• [Data to process]

use crate::builder::{EntityBuilder, PackageRegistry, ParseResult};
use crate::ir::FileExtraction;
use crate::languages::extractor_utils::first_error_line;
use crate::languages::{JavaExtractor, LanguageExtractor, PythonExtractor, TypeScriptExtractor};
use crate::LanguageRegistry;
use codegraph_core::{CodeGraphError, Language, ParseError, Result};
use std::path::Path;
use std::sync::Arc;
use tokio::fs;
use tracing::{debug, warn};

/// Parses files with tree-sitter and turns them into graph facts.
///
/// Cheap to clone; parsers are created per call because `tree_sitter::Parser`
/// is not `Sync`.
#[derive(Clone)]
pub struct TreeSitterParser {
    registry: Arc<LanguageRegistry>,
}

impl TreeSitterParser {
    pub fn new() -> Self {
        Self {
            registry: Arc::new(LanguageRegistry::new()),
        }
    }

    pub fn registry(&self) -> &LanguageRegistry {
        &self.registry
    }

    pub fn supported_languages(&self) -> Vec<Language> {
        vec![
            Language::Java,
            Language::Python,
            Language::TypeScript,
            Language::JavaScript,
        ]
    }

    pub fn detect_language(&self, file_path: &str) -> Option<Language> {
        self.registry.detect_language(file_path)
    }

    /// Runs the language extractor over `content`.
    ///
    /// Whitespace-only input yields an empty extraction. Syntax errors are
    /// recorded on the extraction; tree-sitter's recovered tree is still used.
    pub fn extract(
        &self,
        content: &str,
        file_path: &str,
        language: Language,
    ) -> Result<FileExtraction> {
        if content.trim().is_empty() {
            return Ok(FileExtraction::new(language, file_path, ""));
        }

        let mut parser = self
            .registry
            .create_parser_for_path(&language, file_path)
            .ok_or_else(|| CodeGraphError::Parse(format!("Unsupported language: {:?}", language)))?;
        let tree = parser
            .parse(content, None)
            .ok_or_else(|| CodeGraphError::Parse(format!("Failed to parse file: {}", file_path)))?;

        let mut extraction = match language {
            Language::Java => JavaExtractor::extract(&tree, content, file_path),
            Language::Python => PythonExtractor::extract(&tree, content, file_path),
            Language::TypeScript | Language::JavaScript => {
                TypeScriptExtractor::extract_with_language(&tree, content, file_path, language)
            }
        };

        if let Some(line) = first_error_line(&tree.root_node()) {
            debug!("Syntax error in {} at line {}", file_path, line);
            extraction
                .errors
                .push(ParseError::new("syntax error", line, file_path));
        }
        Ok(extraction)
    }

    /// Extracts and builds entities for one file's content.
    ///
    /// Never fails: problems become `ParseError`s on the result so one bad
    /// file cannot abort a scan.
    pub fn parse_source(
        &self,
        content: &str,
        file_path: &str,
        language: Language,
        project_id: &str,
        packages: &PackageRegistry,
    ) -> ParseResult {
        if content.trim().is_empty() {
            return ParseResult::empty(file_path);
        }
        match self.extract(content, file_path, language) {
            Ok(extraction) => EntityBuilder::new(&extraction, project_id, packages).build(),
            Err(e) => ParseResult::failed(ParseError::new(e.to_string(), 0, file_path)),
        }
    }

    /// Reads and parses a file on the blocking pool.
    pub async fn parse_file(
        &self,
        path: &Path,
        project_id: &str,
        packages: &PackageRegistry,
    ) -> ParseResult {
        let file_path = path.to_string_lossy().to_string();
        let Some(language) = self.detect_language(&file_path) else {
            return ParseResult::failed(ParseError::new(
                format!("Unknown file type: {}", file_path),
                0,
                &file_path,
            ));
        };

        let content = match fs::read_to_string(path).await {
            Ok(content) => content,
            Err(e) => {
                warn!("Failed to read {}: {}", file_path, e);
                return ParseResult::failed(ParseError::new(e.to_string(), 0, &file_path));
            }
        };

        let parser = self.clone();
        let project_id = project_id.to_string();
        let packages = packages.clone();
        let path_for_task = file_path.clone();
        tokio::task::spawn_blocking(move || {
            parser.parse_source(&content, &path_for_task, language, &project_id, &packages)
        })
        .await
        .unwrap_or_else(|e| ParseResult::failed(ParseError::new(e.to_string(), 0, &file_path)))
    }
}

impl Default for TreeSitterParser {
    fn default() -> Self {
        Self::new()
    }
}

#[cfg(test)]
mod tests {
    use super::*;
    use codegraph_core::RelationshipType;

    #[test]
    fn whitespace_only_file_yields_empty_result() {
        let parser = TreeSitterParser::new();
        let packages = PackageRegistry::new();
        let result = parser.parse_source("  \n\t\n", "Empty.java", Language::Java, "p", &packages);
        assert!(result.entities.is_empty());
        assert!(result.relationships.is_empty());
        assert!(result.errors.is_empty());
    }

    #[test]
    fn syntax_errors_are_reported_not_raised() {
        let parser = TreeSitterParser::new();
        let packages = PackageRegistry::new();
        let source = "package app;\n\npublic class Broken {\n    void run( {\n}\n";
        let result =
            parser.parse_source(source, "src/app/Broken.java", Language::Java, "p", &packages);
        assert_eq!(result.errors.len(), 1);
        assert_eq!(result.errors[0].file_path, "src/app/Broken.java");
        assert!(result.errors[0].line >= 1);
    }

    #[test]
    fn example_inheritance_scenario() {
        let parser = TreeSitterParser::new();
        let packages = PackageRegistry::new();
        let source = r#"package app;

import pkg.base.Bar;

public class Foo extends Bar implements Baz {
    public void run() {}
}
"#;
        let result =
            parser.parse_source(source, "src/app/Foo.java", Language::Java, "p", &packages);
        assert!(result.errors.is_empty());
        let edge = |t: RelationshipType, target: &str| {
            result
                .relationships
                .iter()
                .any(|r| r.rel_type == t && r.source == "app.Foo" && r.target == target)
        };
        assert!(edge(RelationshipType::Extends, "pkg.base.Bar"));
        assert!(edge(RelationshipType::Implements, "app.Baz"));
        assert!(edge(RelationshipType::Contains, "app.Foo.run"));
    }

    #[tokio::test]
    async fn parse_file_reads_from_disk() {
        let dir = tempfile::tempdir().unwrap();
        let path = dir.path().join("shapes.py");
        std::fs::write(&path, "class Circle:\n    def area(self):\n        return 3\n").unwrap();

        let parser = TreeSitterParser::new();
        let packages = PackageRegistry::new();
        let result = parser.parse_file(&path, "p", &packages).await;
        assert!(result.errors.is_empty());
        assert!(result.entities.iter().any(|e| e.id == "shapes.Circle.area"));
        assert!(packages.contains("p", "shapes"));
    }

    #[tokio::test]
    async fn unknown_extension_is_a_parse_error() {
        let parser = TreeSitterParser::new();
        let result = parser
            .parse_file(Path::new("notes.txt"), "p", &PackageRegistry::new())
            .await;
        assert_eq!(result.errors.len(), 1);
        assert!(result.errors[0].message.contains("Unknown file type"));
    }
}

• [Exercise prompt] Throughout the material above, find every line holding "JavaExtractor" and copy it.

• [Response area]
use crate::languages::{JavaExtractor, LanguageExtractor, PythonExtractor, TypeScriptExtractor};
            Language::Java => JavaExtractor::extract(&tree, content, file_path),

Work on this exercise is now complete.